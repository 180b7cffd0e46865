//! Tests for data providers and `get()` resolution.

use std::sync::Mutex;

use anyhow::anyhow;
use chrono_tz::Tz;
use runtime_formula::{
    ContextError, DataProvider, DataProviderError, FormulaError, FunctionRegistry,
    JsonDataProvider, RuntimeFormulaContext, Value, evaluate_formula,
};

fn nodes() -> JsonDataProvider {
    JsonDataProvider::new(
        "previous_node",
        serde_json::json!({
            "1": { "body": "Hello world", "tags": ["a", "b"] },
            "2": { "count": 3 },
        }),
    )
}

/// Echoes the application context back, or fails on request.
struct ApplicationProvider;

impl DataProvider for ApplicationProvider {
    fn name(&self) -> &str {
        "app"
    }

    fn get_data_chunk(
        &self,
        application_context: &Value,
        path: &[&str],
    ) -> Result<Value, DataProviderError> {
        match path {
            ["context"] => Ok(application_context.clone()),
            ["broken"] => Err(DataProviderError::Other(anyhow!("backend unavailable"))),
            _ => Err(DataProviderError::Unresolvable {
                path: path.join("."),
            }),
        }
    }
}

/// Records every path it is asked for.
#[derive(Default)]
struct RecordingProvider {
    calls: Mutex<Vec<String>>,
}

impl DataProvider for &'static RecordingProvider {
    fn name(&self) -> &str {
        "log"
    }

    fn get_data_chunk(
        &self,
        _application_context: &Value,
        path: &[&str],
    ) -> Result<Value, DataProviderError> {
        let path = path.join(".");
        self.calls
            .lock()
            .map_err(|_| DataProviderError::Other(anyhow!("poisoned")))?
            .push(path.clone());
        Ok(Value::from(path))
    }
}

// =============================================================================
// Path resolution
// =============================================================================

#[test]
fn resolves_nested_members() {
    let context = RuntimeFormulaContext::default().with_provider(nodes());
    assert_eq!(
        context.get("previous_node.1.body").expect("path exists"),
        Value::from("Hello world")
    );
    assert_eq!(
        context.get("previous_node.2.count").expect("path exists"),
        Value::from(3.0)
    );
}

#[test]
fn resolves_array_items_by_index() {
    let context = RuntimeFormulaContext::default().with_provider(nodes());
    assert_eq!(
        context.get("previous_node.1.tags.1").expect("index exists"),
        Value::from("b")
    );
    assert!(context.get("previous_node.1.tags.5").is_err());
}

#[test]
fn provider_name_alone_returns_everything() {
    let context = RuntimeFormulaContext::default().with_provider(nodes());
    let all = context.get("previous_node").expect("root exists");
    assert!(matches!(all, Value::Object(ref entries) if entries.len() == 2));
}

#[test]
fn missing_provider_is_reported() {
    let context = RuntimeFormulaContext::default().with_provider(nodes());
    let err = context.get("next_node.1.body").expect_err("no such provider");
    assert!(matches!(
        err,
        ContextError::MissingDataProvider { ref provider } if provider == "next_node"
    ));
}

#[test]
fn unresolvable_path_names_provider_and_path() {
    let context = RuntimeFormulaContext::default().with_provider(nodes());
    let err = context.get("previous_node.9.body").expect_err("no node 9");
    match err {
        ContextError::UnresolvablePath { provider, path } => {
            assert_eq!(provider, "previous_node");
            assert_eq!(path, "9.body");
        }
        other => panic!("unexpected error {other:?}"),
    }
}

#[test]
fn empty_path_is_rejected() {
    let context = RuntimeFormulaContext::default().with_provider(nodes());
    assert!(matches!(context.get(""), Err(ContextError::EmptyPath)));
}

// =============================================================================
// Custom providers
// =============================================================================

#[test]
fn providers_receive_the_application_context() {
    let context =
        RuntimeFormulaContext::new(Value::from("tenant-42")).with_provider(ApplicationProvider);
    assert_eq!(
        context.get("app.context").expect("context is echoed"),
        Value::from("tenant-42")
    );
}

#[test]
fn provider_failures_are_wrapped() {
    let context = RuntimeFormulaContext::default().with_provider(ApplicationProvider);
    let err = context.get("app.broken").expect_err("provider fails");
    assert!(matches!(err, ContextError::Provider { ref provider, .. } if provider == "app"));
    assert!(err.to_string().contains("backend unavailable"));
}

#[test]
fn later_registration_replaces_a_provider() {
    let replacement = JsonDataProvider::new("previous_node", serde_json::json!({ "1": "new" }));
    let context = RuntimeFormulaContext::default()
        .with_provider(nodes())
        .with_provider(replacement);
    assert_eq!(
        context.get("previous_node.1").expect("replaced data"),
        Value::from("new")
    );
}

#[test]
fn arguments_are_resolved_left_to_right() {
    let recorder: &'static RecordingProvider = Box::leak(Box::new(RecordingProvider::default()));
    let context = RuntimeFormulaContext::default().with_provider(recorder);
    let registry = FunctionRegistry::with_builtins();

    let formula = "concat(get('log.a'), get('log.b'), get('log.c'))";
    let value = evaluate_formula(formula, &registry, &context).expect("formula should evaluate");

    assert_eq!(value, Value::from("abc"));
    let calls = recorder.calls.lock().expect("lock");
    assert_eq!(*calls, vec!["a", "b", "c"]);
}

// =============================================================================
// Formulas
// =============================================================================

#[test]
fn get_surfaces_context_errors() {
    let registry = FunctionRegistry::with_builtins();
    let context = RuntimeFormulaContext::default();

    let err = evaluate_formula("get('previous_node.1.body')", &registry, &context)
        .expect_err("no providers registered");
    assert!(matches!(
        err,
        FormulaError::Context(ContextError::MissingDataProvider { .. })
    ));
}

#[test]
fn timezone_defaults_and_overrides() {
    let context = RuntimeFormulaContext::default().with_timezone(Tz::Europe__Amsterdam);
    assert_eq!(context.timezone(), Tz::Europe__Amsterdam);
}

++++

Tell how many lines of the records above hold "ContextError", giving the number and nothing else.

* [SOLUTION TO THIS EXERCISE]
6